In other words, the exaggerated diversity—biodiversity—in genital shapes that Eberhard had highlighted carries right up to our own species. The evidence for this pattern throughout the animal world is available in large quantities of respectable nineteenth- and twentieth-century tomes on comparative anatomy and systematic zoology, and yet before Eberhard nobody had bothered to explain it.
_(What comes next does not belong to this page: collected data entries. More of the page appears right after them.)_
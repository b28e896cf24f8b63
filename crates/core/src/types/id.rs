//! Newtype IDs for type-safe entity references.
//!
//! Use the `define_id!` macro to create type-safe ID wrappers that prevent
//! accidentally mixing IDs from different entity types.

/// Macro to define a type-safe ID wrapper.
///
/// Creates a newtype wrapper around `i32` with:
/// - `Serialize`/`Deserialize` with `#[serde(transparent)]`
/// - `Debug`, `Clone`, `Copy`, `PartialEq`, `Eq`, `Hash`, `PartialOrd`, `Ord`
/// - Conversion methods: `new()`, `as_i32()`
/// - `From<i32>` and `Into<i32>` implementations
/// - `FromStr`, so IDs typed at a prompt parse straight into the newtype
///
/// # Example
///
/// ```rust
/// # use premium_vape_core::define_id;
/// define_id!(FlavorId);
/// define_id!(ReviewId);
///
/// let flavor_id = FlavorId::new(1);
/// let review_id = ReviewId::new(1);
///
/// // These are different types, so this won't compile:
/// // let _: FlavorId = review_id;
/// ```
#[macro_export]
macro_rules! define_id {
    ($name:ident) => {
        #[derive(
            Debug,
            Clone,
            Copy,
            PartialEq,
            Eq,
            Hash,
            PartialOrd,
            Ord,
            ::serde::Serialize,
            ::serde::Deserialize
        )]
        #[serde(transparent)]
        pub struct $name(i32);

        impl $name {
            /// Create a new ID from an i32 value.
            #[must_use]
            pub const fn new(id: i32) -> Self {
                Self(id)
            }

            /// Get the underlying i32 value.
            #[must_use]
            pub const fn as_i32(&self) -> i32 {
                self.0
            }
        }

        impl ::core::fmt::Display for $name {
            fn fmt(&self, f: &mut ::core::fmt::Formatter<'_>) -> ::core::fmt::Result {
                write!(f, "{}", self.0)
            }
        }

        impl ::core::str::FromStr for $name {
            type Err = ::core::num::ParseIntError;

            fn from_str(s: &str) -> ::core::result::Result<Self, Self::Err> {
                s.trim().parse::<i32>().map(Self)
            }
        }

        impl From<i32> for $name {
            fn from(id: i32) -> Self {
                Self(id)
            }
        }

        impl From<$name> for i32 {
            fn from(id: $name) -> Self {
                id.0
            }
        }
    };
}

define_id!(ProductId);
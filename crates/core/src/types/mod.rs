//! Core types for the Premium Vape storefront.
//!
//! This module provides type-safe wrappers for common domain concepts.

pub mod id;
pub mod price;
pub mod section;

pub use id::*;
pub use price::{CurrencyCode, CurrencyParseError, Price};
pub use section::{Section, SectionParseError};
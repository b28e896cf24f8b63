//! CLI subcommands.

pub mod catalog;
pub mod section;
pub mod shell;
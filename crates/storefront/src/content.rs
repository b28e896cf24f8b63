//! Static copy for the informational sections.
//!
//! Brand text, delivery options, reviews and contact details are fixed for
//! the lifetime of the process. The store is cheap to clone and shared with
//! every view that needs it.

use std::sync::Arc;

use premium_vape_core::Price;
use serde::Serialize;

/// Brand story and highlights for the "about" section.
#[derive(Debug, Clone, Serialize)]
pub struct BrandInfo {
    pub tagline: String,
    pub paragraphs: Vec<String>,
    pub highlights: Vec<Highlight>,
}

/// One highlight tile on the brand page.
#[derive(Debug, Clone, Serialize)]
pub struct Highlight {
    pub icon: String,
    pub title: String,
    pub caption: String,
}

/// A way of getting an order to the shopper.
#[derive(Debug, Clone, Serialize)]
pub struct DeliveryOption {
    pub title: String,
    pub description: String,
    /// `None` when the option is free.
    pub cost: Option<Price>,
    /// Extra condition shown under the cost, such as a free-delivery threshold.
    pub note: Option<String>,
}

/// A customer review.
#[derive(Debug, Clone, Serialize)]
pub struct Review {
    pub author: String,
    /// Star rating from 1 to 5.
    pub rating: u8,
    pub text: String,
}

/// Store contact details.
#[derive(Debug, Clone, Serialize)]
pub struct ContactInfo {
    pub phone: String,
    pub email: String,
    pub address: String,
    pub opening_hours: String,
    pub support_heading: String,
    pub support_note: String,
}

/// Content store that holds all static copy in memory.
#[derive(Debug, Clone)]
pub struct ContentStore {
    brand: Arc<BrandInfo>,
    delivery: Arc<Vec<DeliveryOption>>,
    reviews: Arc<Vec<Review>>,
    contacts: Arc<ContactInfo>,
}

impl ContentStore {
    /// The copy shipped with the storefront.
    #[must_use]
    pub fn builtin() -> Self {
        let brand = BrandInfo {
            tagline: "Эксклюзивные устройства премиум-класса для истинных ценителей.".to_string(),
            paragraphs: vec![
                "Premium Vape — это эксклюзивный бренд премиальных устройств для вейпинга, \
                 созданный для тех, кто ценит качество, стиль и инновации."
                    .to_string(),
                "Каждое наше устройство разработано с использованием передовых технологий \
                 и отборных материалов. Мы гордимся тем, что создаём продукцию класса люкс, \
                 которая сочетает в себе элегантный дизайн и безупречную функциональность."
                    .to_string(),
            ],
            highlights: vec![
                highlight("🏆", "Премиум качество", "Только лучшие материалы"),
                highlight("⚡", "Инновации", "Передовые технологии"),
                highlight("✨", "Дизайн", "Элегантный стиль"),
            ],
        };

        let delivery = vec![
            DeliveryOption {
                title: "Курьерская доставка".to_string(),
                description: "Доставка по Москве в течение 24 часов.".to_string(),
                cost: Some(Price::new(500)),
                note: Some("При заказе от 20 000 ₽ — доставка бесплатно".to_string()),
            },
            DeliveryOption {
                title: "Пункты выдачи".to_string(),
                description: "Более 200 пунктов выдачи по всей России.".to_string(),
                cost: Some(Price::new(300)),
                note: Some("Срок доставки: 2-5 рабочих дней".to_string()),
            },
            DeliveryOption {
                title: "Самовывоз".to_string(),
                description: "Забрать заказ можно из нашего флагманского магазина в центре Москвы."
                    .to_string(),
                cost: None,
                note: Some("Готовность заказа — 2 часа".to_string()),
            },
        ];

        let reviews = vec![
            review(
                "Александр",
                5,
                "Отличное качество, батарея держит целый день!",
            ),
            review("Мария", 5, "Элегантный дизайн, приятный вкус. Рекомендую!"),
            review(
                "Дмитрий",
                4,
                "Хороший продукт за свои деньги. Доставка быстрая.",
            ),
        ];

        let contacts = ContactInfo {
            phone: "+7 (495) 123-45-67".to_string(),
            email: "info@premiumvape.ru".to_string(),
            address: "Москва, ул. Тверская, д. 1".to_string(),
            opening_hours: "Ежедневно 10:00 - 22:00".to_string(),
            support_heading: "Остались вопросы?".to_string(),
            support_note: "Наши специалисты с радостью проконсультируют вас по любым вопросам."
                .to_string(),
        };

        Self {
            brand: Arc::new(brand),
            delivery: Arc::new(delivery),
            reviews: Arc::new(reviews),
            contacts: Arc::new(contacts),
        }
    }

    #[must_use]
    pub fn brand(&self) -> &BrandInfo {
        &self.brand
    }

    #[must_use]
    pub fn delivery_options(&self) -> &[DeliveryOption] {
        &self.delivery
    }

    #[must_use]
    pub fn reviews(&self) -> &[Review] {
        &self.reviews
    }

    #[must_use]
    pub fn contacts(&self) -> &ContactInfo {
        &self.contacts
    }
}

fn highlight(icon: &str, title: &str, caption: &str) -> Highlight {
    Highlight {
        icon: icon.to_string(),
        title: title.to_string(),
        caption: caption.to_string(),
    }
}

fn review(author: &str, rating: u8, text: &str) -> Review {
    Review {
        author: author.to_string(),
        rating,
        text: text.to_string(),
    }
}
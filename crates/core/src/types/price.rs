//! Type-safe price representation.
//!
//! Prices are stored as integer minor currency units. Arithmetic on prices
//! saturates at the `i64` bounds so cart totals stay defined for every input.
//! Conversion to a display amount goes through [`rust_decimal::Decimal`] so the
//! currency's decimal places are applied without floating point.

use std::fmt;
use std::iter::Sum;
use std::str::FromStr;

use rust_decimal::Decimal;
use serde::{Deserialize, Serialize};
use thiserror::Error;

/// A price in minor currency units.
///
/// The currency is a property of the storefront, not of each price, so a
/// `Price` carries only the amount.
#[derive(
    Debug, Clone, Copy, PartialEq, Eq, Hash, PartialOrd, Ord, Default, Serialize, Deserialize,
)]
#[serde(transparent)]
pub struct Price(i64);

impl Price {
    /// Create a price from an amount in minor units.
    #[must_use]
    pub const fn new(minor_units: i64) -> Self {
        Self(minor_units)
    }

    /// A zero price.
    #[must_use]
    pub const fn zero() -> Self {
        Self(0)
    }

    /// Get the amount in minor units.
    #[must_use]
    pub const fn minor_units(&self) -> i64 {
        self.0
    }

    /// Multiply by a quantity, saturating on overflow.
    #[must_use]
    #[allow(clippy::cast_lossless)] // `i64::from` is not usable in a const fn
    pub const fn saturating_mul(self, quantity: u32) -> Self {
        Self(self.0.saturating_mul(quantity as i64))
    }

    /// Add another price, saturating on overflow.
    #[must_use]
    pub const fn saturating_add(self, other: Self) -> Self {
        Self(self.0.saturating_add(other.0))
    }

    /// Convert to a decimal amount in the currency's standard unit.
    #[must_use]
    pub fn to_decimal(self, currency: CurrencyCode) -> Decimal {
        Decimal::new(self.0, currency.decimal_places())
    }

    /// Format for display with space-grouped thousands, e.g. `12 990 ₽`.
    #[must_use]
    pub fn display(self, currency: CurrencyCode) -> String {
        let amount = self.to_decimal(currency);
        let sign = if amount.is_sign_negative() && !amount.is_zero() {
            "-"
        } else {
            ""
        };
        let text = amount.abs().to_string();
        let (whole, fraction) = text
            .split_once('.')
            .map_or((text.as_str(), None), |(w, f)| (w, Some(f)));

        let mut number = group_thousands(whole);
        if let Some(fraction) = fraction {
            number.push('.');
            number.push_str(fraction);
        }

        if currency.symbol_before_amount() {
            format!("{sign}{}{number}", currency.symbol())
        } else {
            format!("{sign}{number} {}", currency.symbol())
        }
    }
}

impl From<i64> for Price {
    fn from(minor_units: i64) -> Self {
        Self(minor_units)
    }
}

impl From<Price> for i64 {
    fn from(price: Price) -> Self {
        price.0
    }
}

impl Sum for Price {
    fn sum<I: Iterator<Item = Self>>(iter: I) -> Self {
        iter.fold(Self::zero(), Self::saturating_add)
    }
}

impl fmt::Display for Price {
    fn fmt(&self, f: &mut fmt::Formatter<'_>) -> fmt::Result {
        write!(f, "{}", self.0)
    }
}

/// Insert a space between every group of three digits, counting from the right.
fn group_thousands(digits: &str) -> String {
    let len = digits.len();
    let mut out = String::with_capacity(len + len / 3);
    for (i, ch) in digits.chars().enumerate() {
        if i > 0 && (len - i) % 3 == 0 {
            out.push(' ');
        }
        out.push(ch);
    }
    out
}

/// Error returned when parsing an unsupported currency code.
#[derive(Debug, Clone, PartialEq, Eq, Error)]
#[error("unsupported currency code: {0}")]
pub struct CurrencyParseError(pub String);

/// ISO 4217 currency codes the storefront can display.
#[derive(Debug, Clone, Copy, PartialEq, Eq, Hash, Serialize, Deserialize, Default)]
pub enum CurrencyCode {
    /// Russian ruble. Catalog prices are whole rubles.
    #[default]
    RUB,
    USD,
    EUR,
}

impl CurrencyCode {
    /// Get the currency code (e.g., "RUB").
    #[must_use]
    pub const fn code(&self) -> &'static str {
        match self {
            Self::RUB => "RUB",
            Self::USD => "USD",
            Self::EUR => "EUR",
        }
    }

    /// Get the currency symbol.
    #[must_use]
    pub const fn symbol(&self) -> &'static str {
        match self {
            Self::RUB => "\u{20bd}",
            Self::USD => "$",
            Self::EUR => "\u{20ac}",
        }
    }

    /// Number of decimal places between the minor unit and the display unit.
    #[must_use]
    pub const fn decimal_places(&self) -> u32 {
        match self {
            Self::RUB => 0,
            Self::USD | Self::EUR => 2,
        }
    }

    const fn symbol_before_amount(self) -> bool {
        matches!(self, Self::USD)
    }
}

impl FromStr for CurrencyCode {
    type Err = CurrencyParseError;

    fn from_str(s: &str) -> Result<Self, Self::Err> {
        match s.trim().to_uppercase().as_str() {
            "RUB" => Ok(Self::RUB),
            "USD" => Ok(Self::USD),
            "EUR" => Ok(Self::EUR),
            _ => Err(CurrencyParseError(s.to_string())),
        }
    }
}

impl fmt::Display for CurrencyCode {
    fn fmt(&self, f: &mut fmt::Formatter<'_>) -> fmt::Result {
        f.write_str(self.code())
    }
}
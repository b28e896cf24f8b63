//! Catalog listing command.
//!
//! # Usage
//!
//! ```bash
//! pv-cli catalog
//! pv-cli catalog --json
//! ```

use std::io::Write;

use premium_vape_core::Section;
use premium_vape_storefront::{Catalog, ContentStore, Renderer, StorefrontConfig};

/// Write the catalog to `out`, as text or as a JSON array of products.
///
/// # Errors
///
/// Returns an error if rendering or writing to `out` fails.
pub fn list<W: Write>(
    config: &StorefrontConfig,
    json: bool,
    mut out: W,
) -> Result<(), Box<dyn std::error::Error>> {
    let catalog = Catalog::builtin();

    if json {
        serde_json::to_writer_pretty(&mut out, catalog.list_products())?;
        writeln!(out)?;
    } else {
        let renderer = Renderer::new(config.clone(), ContentStore::builtin());
        writeln!(out, "{}", renderer.render_section(Section::Catalog, &catalog)?)?;
    }

    tracing::info!(products = catalog.len(), json, "Catalog listed");
    Ok(())
}

#[cfg(test)]
#[allow(clippy::unwrap_used)]
mod tests {
    use premium_vape_storefront::Product;

    use super::*;

    #[test]
    fn test_json_listing_parses_back_in_catalog_order() {
        let mut out = Vec::new();
        list(&StorefrontConfig::default(), true, &mut out).unwrap();

        let products: Vec<Product> = serde_json::from_slice(&out).unwrap();
        let ids: Vec<i32> = products.iter().map(|p| p.id.as_i32()).collect();
        let prices: Vec<i64> = products.iter().map(|p| p.price.minor_units()).collect();
        assert_eq!(ids, vec![1, 2, 3, 4, 5, 6]);
        assert_eq!(prices, vec![12990, 15990, 18990, 21990, 9990, 16990]);
        assert_eq!(products, Catalog::builtin().list_products());
    }

    #[test]
    fn test_text_listing() {
        let mut out = Vec::new();
        list(&StorefrontConfig::default(), false, &mut out).unwrap();

        let text = String::from_utf8(out).unwrap();
        assert!(text.contains("LUXE Gold Edition"));
        assert!(text.contains("9 990 ₽"));
    }
}
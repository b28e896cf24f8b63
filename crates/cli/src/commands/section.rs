//! Single-section page command.
//!
//! # Usage
//!
//! ```bash
//! pv-cli section reviews
//! ```

use std::io::Write;
use std::sync::Arc;

use premium_vape_core::Section;
use premium_vape_storefront::{
    Catalog, ContentStore, Renderer, Session, StorefrontConfig, StorefrontError,
};

/// Render the page with `name` as the active section into `out`.
///
/// # Errors
///
/// Returns `StorefrontError::Section` if the name is unknown, or an
/// error if rendering or writing to `out` fails.
pub fn show<W: Write>(
    config: &StorefrontConfig,
    name: &str,
    mut out: W,
) -> Result<(), Box<dyn std::error::Error>> {
    let section = name.parse::<Section>().map_err(StorefrontError::from)?;

    let mut session = Session::new(Arc::new(Catalog::builtin()), config);
    session.set_section(section);

    let renderer = Renderer::new(config.clone(), ContentStore::builtin());
    let page = renderer.render_page(&session)?;
    writeln!(out, "{page}")?;

    tracing::info!(%section, "Section rendered");
    Ok(())
}
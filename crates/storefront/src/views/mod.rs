//! Text views of the storefront page.
//!
//! Each part of the page (header, section body, cart sheet, footer) is an
//! Askama template fed by a small view model with pre-formatted strings.
//! [`Renderer`] assembles them from the current session state.

mod cart;
mod catalog;
mod pages;

use askama::Template;
use premium_vape_core::Section;

pub use cart::{CartItemView, CartSheetTemplate, CartView};
pub use catalog::{CatalogTemplate, ProductCardView};
pub use pages::{
    AboutTemplate, ContactsTemplate, DeliveryOptionView, DeliveryTemplate, ReviewsTemplate,
};

use crate::cart::Cart;
use crate::catalog::Catalog;
use crate::config::StorefrontConfig;
use crate::content::ContentStore;
use crate::error::Result;
use crate::filters;
use crate::session::Session;

/// One navigation entry in the header.
#[derive(Debug, Clone)]
pub struct NavItem {
    pub key: &'static str,
    pub label: &'static str,
    pub active: bool,
}

/// Header with brand name, navigation and cart badge.
#[derive(Template)]
#[template(path = "partials/header.txt")]
pub struct HeaderTemplate {
    pub store_name: String,
    pub nav: Vec<NavItem>,
    pub cart_count: u32,
}

/// Footer with tagline, contacts and copyright line.
#[derive(Template)]
#[template(path = "partials/footer.txt")]
pub struct FooterTemplate {
    pub store_name: String,
    pub tagline: String,
    pub phone: String,
    pub email: String,
    pub address: String,
}

/// Full page: header, active section, optional cart sheet, footer.
#[derive(Template)]
#[template(path = "page.txt")]
pub struct PageTemplate {
    pub header: String,
    pub body: String,
    pub cart_sheet: Option<String>,
    pub footer: String,
}

/// Renders views from session state and static content.
#[derive(Debug, Clone)]
pub struct Renderer {
    config: StorefrontConfig,
    content: ContentStore,
}

impl Renderer {
    #[must_use]
    pub const fn new(config: StorefrontConfig, content: ContentStore) -> Self {
        Self { config, content }
    }

    #[must_use]
    pub const fn config(&self) -> &StorefrontConfig {
        &self.config
    }

    /// Render the whole page as the shopper currently sees it.
    ///
    /// # Errors
    ///
    /// Returns `StorefrontError::Render` if a template fails to render.
    pub fn render_page(&self, session: &Session) -> Result<String> {
        let cart_sheet = if session.is_cart_open() {
            Some(self.render_cart(session.cart())?)
        } else {
            None
        };

        let page = PageTemplate {
            header: self.render_header(session)?,
            body: self.render_section(session.section(), session.catalog())?,
            cart_sheet,
            footer: self.render_footer()?,
        };
        Ok(page.render()?)
    }

    /// Render the header for the session's active section and cart count.
    ///
    /// # Errors
    ///
    /// Returns `StorefrontError::Render` if the template fails to render.
    pub fn render_header(&self, session: &Session) -> Result<String> {
        let active = session.section();
        let header = HeaderTemplate {
            store_name: self.config.store_name.clone(),
            nav: Section::ALL
                .into_iter()
                .map(|section| NavItem {
                    key: section.key(),
                    label: section.label(),
                    active: section == active,
                })
                .collect(),
            cart_count: session.cart().count(),
        };
        Ok(header.render()?)
    }

    /// Render the main content area for `section`.
    ///
    /// # Errors
    ///
    /// Returns `StorefrontError::Render` if the template fails to render.
    pub fn render_section(&self, section: Section, catalog: &Catalog) -> Result<String> {
        let currency = self.config.currency;
        let rendered = match section {
            Section::Catalog => CatalogTemplate::new(catalog, currency).render()?,
            Section::About => AboutTemplate {
                brand: self.content.brand(),
            }
            .render()?,
            Section::Delivery => {
                DeliveryTemplate::new(self.content.delivery_options(), currency).render()?
            }
            Section::Reviews => ReviewsTemplate {
                reviews: self.content.reviews(),
            }
            .render()?,
            Section::Contacts => ContactsTemplate {
                contacts: self.content.contacts(),
            }
            .render()?,
        };
        Ok(rendered)
    }

    /// Render the cart sheet.
    ///
    /// # Errors
    ///
    /// Returns `StorefrontError::Render` if the template fails to render.
    pub fn render_cart(&self, cart: &Cart) -> Result<String> {
        let sheet = CartSheetTemplate {
            cart: CartView::new(cart, self.config.currency),
        };
        Ok(sheet.render()?)
    }

    /// Render the footer.
    ///
    /// # Errors
    ///
    /// Returns `StorefrontError::Render` if the template fails to render.
    pub fn render_footer(&self) -> Result<String> {
        let contacts = self.content.contacts();
        let footer = FooterTemplate {
            store_name: self.config.store_name.clone(),
            tagline: self.content.brand().tagline.clone(),
            phone: contacts.phone.clone(),
            email: contacts.email.clone(),
            address: contacts.address.clone(),
        };
        Ok(footer.render()?)
    }
}
//! Custom Askama template filters.

#![allow(clippy::unnecessary_wraps)]

use std::fmt::Display;

const MAX_STARS: usize = 5;

/// Returns the current year.
///
/// Usage in templates: `{{ ""|current_year }}`
#[allow(clippy::unnecessary_wraps)]
#[askama::filter_fn]
pub fn current_year(_value: impl Display, _env: &dyn askama::Values) -> askama::Result<i32> {
    use chrono::Datelike;
    Ok(chrono::Utc::now().year())
}

/// Renders a 1-5 rating as filled and empty stars, e.g. `★★★★☆`.
///
/// Usage in templates: `{{ review.rating|stars }}`
#[allow(clippy::unnecessary_wraps)]
#[askama::filter_fn]
pub fn stars(rating: impl Display, _env: &dyn askama::Values) -> askama::Result<String> {
    Ok(star_line(&rating.to_string()))
}

fn star_line(rating: &str) -> String {
    let filled = rating.trim().parse::<usize>().unwrap_or(0).min(MAX_STARS);
    let mut line = "★".repeat(filled);
    line.push_str(&"☆".repeat(MAX_STARS - filled));
    line
}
But this is not a book about Bill Eberhard. Rather, it is about the band of disciples that followed in his footsteps. Hundreds of scientists all over the world, myself included, have been inspired by Eberhard’s book. Together, with our lab experiments, fieldwork, and computer simulations on a wide variety of organisms from primates to pack rats and from sea slugs to sexton beetles, we have nursed to life a brand-new discipline of evolutionary biology: a science of the genitals, if you will. And, as disciples and disciplines are wont, we have increasingly come to dispute the exact workings of genital evolution. Are penises internal courtship devices, as Eberhard would have it? Or are they used to combat rival males on the female’s turf, as Waage showed? Or are male and female genitalia perhaps at loggerheads over who is in charge of fertilization, as people like the English zoologist Tracey Chapman think?